The mental health impact is severe and under-discussed. A 2023 study published in the Journal of Family Medicine and Primary Care on “Wedding Stress and Mental Health in India” found a direct correlation between wedding-related financial pressure and increased anxiety, depression, and family conflict. Young people, especially women, feel immense pressure to conform, trapped between personal desire and paralyzing social obligation.
The Environmental and Ethical Sin: The Waste of it All
The extravagance creates a grotesque paradox. While the Wazwan is a celebration of abundance, its modern interpretation leads to shocking food wastage. It’s common to see Tramis half-eaten, with delicacies like Gushtaba and Rista discarded.

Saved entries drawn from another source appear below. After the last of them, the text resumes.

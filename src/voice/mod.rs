//! Streaming voice clients for real-time speech AI providers.
//!
//! Provides one provider-agnostic capability surface
//! ([`StreamingVoiceClient`]) over two wire protocols:
//!
//! - **OpenAI Realtime**: `type`-discriminated JSON events, explicit
//!   `session.update` setup, manual turn completion, automatic reconnect
//!   with linear backoff.
//! - **Gemini Live**: nested `setup` / `realtimeInput` / `serverContent`
//!   messages, server-side voice activity detection, no reconnect.
//!
//! ## Design
//! - One connection engine ([`session::RealtimeClient`]) parameterized by a
//!   [`session::Protocol`] that owns the provider framing
//! - `send_audio` never blocks and never fails: before the session-ready
//!   signal it is a logged no-op (or a bounded hold, see [`OutagePolicy`])
//! - Events fan out through [`EventSubscription`] handles

pub mod error;
pub mod events;
pub mod factory;
pub mod gemini_live;
pub mod openai_realtime;
pub mod policy;
pub mod session;

#[cfg(test)]
pub(crate) mod mock_server;

use std::fmt;
use std::time::Duration;

use async_trait::async_trait;

use crate::audio::AudioChunk;

pub use error::VoiceError;
pub use events::{EventHub, EventSubscription};
pub use factory::{create_voice_client, ProviderKind, VoiceSettings};
pub use gemini_live::{GeminiLive, GeminiLiveClient};
pub use openai_realtime::{OpenAiRealtime, OpenAiRealtimeClient};
pub use policy::{OutagePolicy, ReconnectPolicy};
pub use session::{Protocol, RealtimeClient};

// ── Shared voice event type ──────────────────────────────────────

/// Provider-agnostic event produced by any voice session.
#[derive(Debug, Clone)]
pub enum VoiceEvent {
    /// Provider acknowledged the setup message; audio may flow.
    SetupComplete,
    /// One inbound audio fragment, in arrival order.
    Audio(AudioChunk),
    /// Transcription of the room's speech (input).
    InputTranscript { text: String },
    /// Transcription of the model's speech (output).
    OutputTranscript { text: String },
    /// Model finished a response turn.
    TurnComplete,
    /// The model was interrupted mid-response.
    Interrupted,
    /// Error reported by the provider or the transport.
    Error {
        code: Option<String>,
        message: String,
    },
    /// The transport went away.
    Disconnected { intentional: bool },
}

/// Lifecycle of a provider session.
#[derive(Debug, Clone, Copy, PartialEq, Eq)]
pub enum SessionState {
    Disconnected,
    /// Transport open, setup sent, waiting for the ready signal.
    Connecting,
    Ready,
    Closing,
    /// Terminal; reached only through `close()`.
    Closed,
}

impl SessionState {
    pub fn as_str(self) -> &'static str {
        match self {
            Self::Disconnected => "disconnected",
            Self::Connecting => "connecting",
            Self::Ready => "ready",
            Self::Closing => "closing",
            Self::Closed => "closed",
        }
    }
}

/// Immutable per-provider settings supplied at construction.
#[derive(Clone, PartialEq)]
pub struct ProviderConfig {
    pub api_key: String,
    pub model: String,
    pub voice: String,
    pub temperature: f32,
    pub top_p: f32,
    pub instructions: String,
    /// Overrides the provider's public WebSocket endpoint.
    pub endpoint: Option<String>,
}

impl fmt::Debug for ProviderConfig {
    fn fmt(&self, f: &mut fmt::Formatter<'_>) -> fmt::Result {
        f.debug_struct("ProviderConfig")
            .field("api_key", &"[REDACTED]")
            .field("model", &self.model)
            .field("voice", &self.voice)
            .field("temperature", &self.temperature)
            .field("top_p", &self.top_p)
            .field("instructions_len", &self.instructions.len())
            .field("endpoint", &self.endpoint)
            .finish()
    }
}

/// Capability surface the audio bridge relies on.
///
/// Implementations own their socket; callers serialize through the bridge.
#[async_trait]
pub trait StreamingVoiceClient: Send + Sync {
    /// Open the provider socket and send the setup message. Returns once the
    /// transport is up; readiness arrives later as [`VoiceEvent::SetupComplete`].
    /// A no-op while already connecting or ready.
    async fn connect(&self) -> Result<(), VoiceError>;

    /// Ask the provider to start speaking.
    async fn start_conversation(&self) -> Result<(), VoiceError>;

    /// Queue one chunk for the provider. A logged no-op unless ready.
    fn send_audio(&self, chunk: &AudioChunk, mime_hint: Option<&str>);

    /// Signal the end of the current input turn.
    async fn end_turn(&self) -> Result<(), VoiceError>;

    /// Register an event consumer.
    fn subscribe(&self) -> EventSubscription;

    fn state(&self) -> SessionState;

    /// Transport open *and* provider ready signal received.
    fn is_connected(&self) -> bool {
        self.state() == SessionState::Ready
    }

    /// Wait until ready; `NotReady` on timeout, `Closed` after `close()`.
    async fn wait_ready(&self, timeout: Duration) -> Result<(), VoiceError>;

    /// Intentional, idempotent shutdown. Suppresses any further reconnect.
    async fn close(&self);

    /// Sample rate the provider expects for input audio.
    fn preferred_sample_rate(&self) -> u32;

    /// Sample rate of the audio the provider sends back.
    fn output_sample_rate(&self) -> u32;

    fn preferred_input_mime_type(&self) -> String;

    fn provider_label(&self) -> &'static str;
}

/// How long the bridge waits for a fresh session to become ready by default.
pub const DEFAULT_READY_TIMEOUT: Duration = Duration::from_secs(15);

In a world where hunger persists, this waste is ethically indefensible.
Furthermore, the environmental cost of imported flowers, plastic decor, and the carbon footprint of extensive travel for a single event contributes to a larger global problem, standing in stark contrast to Islam’s teachings of stewardship over the Earth.
The Quran reminds us of our responsibility: “And do not commit abuse on the earth, spreading corruption.” (Quran 2:60) and “Eat and drink from the provision of Allah, and do not commit abuse on the earth, spreading corruption.” (Quran 2:60). The wanton wastefulness of modern weddings is a form of this “abuse.”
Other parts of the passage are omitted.